Autant de sources de mécontentements auxquelles le ministre a eu bien du mal à répondre.
La besace vide
Dans sa corbeille, le ministre n’avait finalement qu’un nouveau décret sur la pesée, le classement et le marquage des carcasses pour tenter de moraliser les relations commerciales entre l’éleveur et l’abatteur… Bien maigre apport, dont le texte est prochainement à paraître et devrait fixer un laps de temps pendant lequel l’éleveur pourra accepter ou contester le classement de ses animaux. Par ailleurs, le ministre a annoncé un assouplissement du régime des installations classées pour l’environnement (ICPE). Sur le modèle déjà en vigueur pour le porc et la volaille, un régime d’enregistrement va se mettre en place entre 400 et 800 places.
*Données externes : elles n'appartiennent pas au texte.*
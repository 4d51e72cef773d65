//! Queue consumers.

mod consumer;
mod pool;

pub use consumer::{ConsumerSettings, Disposition, QueueConsumer};
pub use pool::ConsumerPool;
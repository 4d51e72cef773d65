//! In-process work queue.
//!
//! Follows the same settlement contract as the Redis backend and records
//! every settlement, which makes consumer behaviour observable in tests.
//!
//! Handles made with [`MemoryWorkQueue::for_consumer`] share one queue but
//! own their deliveries, the way each Redis consumer owns its in-flight list.

use std::collections::{HashMap, VecDeque};
use std::sync::Arc;
use std::sync::atomic::{AtomicUsize, Ordering};
use std::time::Duration;

use async_trait::async_trait;
use fred::error::{Error as RedisError, ErrorKind as RedisErrorKind};
use tokio::sync::{Mutex, Notify};

use super::{Delivery, Envelope, WorkQueue};
use crate::error::{QueueError, QueueResult};
use crate::retry::DeadLetterEntry;

const DEFAULT_CONSUMER: &str = "default";

/// How a delivery was settled.
#[derive(Debug, Clone, PartialEq, Eq)]
#[allow(missing_docs)]
pub enum Settlement {
    Acked { body: String },
    Rejected { body: String, requeue: bool },
    DeadLettered { body: String, reason: String },
}

struct InFlight {
    consumer: Arc<str>,
    envelope: Envelope,
}

#[derive(Default)]
struct MemoryState {
    ready: VecDeque<Envelope>,
    in_flight: HashMap<String, InFlight>,
    settlements: Vec<Settlement>,
    dead: Vec<DeadLetterEntry>,
}

#[derive(Default)]
struct Shared {
    state: Mutex<MemoryState>,
    available: Notify,
    failing_acks: AtomicUsize,
    max_in_flight: AtomicUsize,
}

/// Work queue held in process memory.
///
/// Cloning yields a handle for the same consumer.
#[derive(Clone)]
pub struct MemoryWorkQueue {
    shared: Arc<Shared>,
    consumer: Arc<str>,
}

impl Default for MemoryWorkQueue {
    fn default() -> Self {
        Self {
            shared: Arc::default(),
            consumer: Arc::from(DEFAULT_CONSUMER),
        }
    }
}

impl MemoryWorkQueue {
    /// Create an empty queue.
    #[must_use]
    pub fn new() -> Self {
        Self::default()
    }

    /// Handle on the same queue for the consumer `consumer_id`.
    ///
    /// Deliveries taken through the handle can only be settled or recovered
    /// by handles with the same id.
    #[must_use]
    pub fn for_consumer(&self, consumer_id: &str) -> Self {
        Self {
            shared: Arc::clone(&self.shared),
            consumer: Arc::from(consumer_id),
        }
    }

    /// Make the next `count` acknowledgments fail as if the broker refused them.
    pub fn fail_next_acks(&self, count: usize) {
        self.shared.failing_acks.store(count, Ordering::SeqCst);
    }

    /// Every settlement so far, in order.
    pub async fn settlements(&self) -> Vec<Settlement> {
        self.shared.state.lock().await.settlements.clone()
    }

    /// Messages parked in the dead letter sink.
    pub async fn dead_letters(&self) -> Vec<DeadLetterEntry> {
        self.shared.state.lock().await.dead.clone()
    }

    /// Bodies waiting for delivery, oldest first.
    pub async fn pending(&self) -> Vec<String> {
        self.shared
            .state
            .lock()
            .await
            .ready
            .iter()
            .map(|e| e.body.clone())
            .collect()
    }

    /// Number of delivered but unsettled messages across all consumers.
    pub async fn in_flight(&self) -> usize {
        self.shared.state.lock().await.in_flight.len()
    }

    /// Highest number of simultaneously unsettled messages observed.
    #[must_use]
    pub fn max_in_flight(&self) -> usize {
        self.shared.max_in_flight.load(Ordering::SeqCst)
    }

    fn take_in_flight(
        &self,
        state: &mut MemoryState,
        delivery: &Delivery,
    ) -> QueueResult<Envelope> {
        let owned = state
            .in_flight
            .get(&delivery.receipt)
            .is_some_and(|entry| entry.consumer == self.consumer);
        if !owned {
            return Err(QueueError::UnknownDelivery(delivery.id.clone()));
        }

        state
            .in_flight
            .remove(&delivery.receipt)
            .map(|entry| entry.envelope)
            .ok_or_else(|| QueueError::UnknownDelivery(delivery.id.clone()))
    }

    fn take_ack_failure(&self) -> bool {
        self.shared
            .failing_acks
            .fetch_update(Ordering::SeqCst, Ordering::SeqCst, |n| n.checked_sub(1))
            .is_ok()
    }
}

#[async_trait]
impl WorkQueue for MemoryWorkQueue {
    async fn publish(&self, body: String) -> QueueResult<()> {
        self.shared
            .state
            .lock()
            .await
            .ready
            .push_back(Envelope::new(body));
        self.shared.available.notify_one();
        Ok(())
    }

    async fn next_delivery(&self, timeout: Duration) -> QueueResult<Option<Delivery>> {
        let deadline = tokio::time::Instant::now() + timeout;
        loop {
            {
                let mut state = self.shared.state.lock().await;
                if let Some(envelope) = state.ready.pop_front() {
                    let receipt = ulid::Ulid::new().to_string();
                    state.in_flight.insert(
                        receipt.clone(),
                        InFlight {
                            consumer: Arc::clone(&self.consumer),
                            envelope: envelope.clone(),
                        },
                    );
                    self.shared
                        .max_in_flight
                        .fetch_max(state.in_flight.len(), Ordering::SeqCst);
                    return Ok(Some(envelope.into_delivery(receipt)));
                }
            }

            if tokio::time::timeout_at(deadline, self.shared.available.notified())
                .await
                .is_err()
            {
                return Ok(None);
            }
        }
    }

    async fn ack(&self, delivery: &Delivery) -> QueueResult<()> {
        if self.take_ack_failure() {
            return Err(QueueError::Redis(RedisError::new(
                RedisErrorKind::IO,
                "injected acknowledgment failure",
            )));
        }

        let mut state = self.shared.state.lock().await;
        self.take_in_flight(&mut state, delivery)?;
        state.settlements.push(Settlement::Acked {
            body: delivery.body.clone(),
        });
        Ok(())
    }

    async fn reject(&self, delivery: &Delivery, requeue: bool) -> QueueResult<()> {
        let mut state = self.shared.state.lock().await;
        let envelope = self.take_in_flight(&mut state, delivery)?;
        state.settlements.push(Settlement::Rejected {
            body: delivery.body.clone(),
            requeue,
        });
        if requeue {
            state.ready.push_front(envelope.redelivered());
            drop(state);
            self.shared.available.notify_one();
        }
        Ok(())
    }

    async fn dead_letter(&self, delivery: &Delivery, reason: &str) -> QueueResult<()> {
        let mut state = self.shared.state.lock().await;
        self.take_in_flight(&mut state, delivery)?;
        state.dead.push(DeadLetterEntry::new(
            delivery.body.as_str(),
            delivery.redeliveries,
            reason,
        ));
        state.settlements.push(Settlement::DeadLettered {
            body: delivery.body.clone(),
            reason: reason.to_string(),
        });
        Ok(())
    }

    async fn recover_in_flight(&self) -> QueueResult<usize> {
        let mut state = self.shared.state.lock().await;
        let orphaned: Vec<String> = state
            .in_flight
            .iter()
            .filter(|(_, entry)| entry.consumer == self.consumer)
            .map(|(receipt, _)| receipt.clone())
            .collect();

        for receipt in &orphaned {
            if let Some(entry) = state.in_flight.remove(receipt) {
                state.ready.push_back(entry.envelope.redelivered());
            }
        }
        drop(state);

        if !orphaned.is_empty() {
            self.shared.available.notify_one();
        }
        Ok(orphaned.len())
    }
}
De même, il a informé de la mise en place du nouveau dispositif de cotation par FranceAgrimer pour février.
Stéphane Le Foll a également confirmé qu’il allait publier un décret sur l’origine des viandes dans les produits transformés, et cela sans attendre le feu vert de Bruxelles. Une annonce déjà faite la semaine précédente, alors de mauvais cœur parce que faite sous la pression des éleveurs…
Et quant aux huées, Le ministre disait accepter ces « interpellations » comme il qualifiait lui-même : « j’en ai l’habitude, mais cela ne m’empêchera pas de continuer ! ».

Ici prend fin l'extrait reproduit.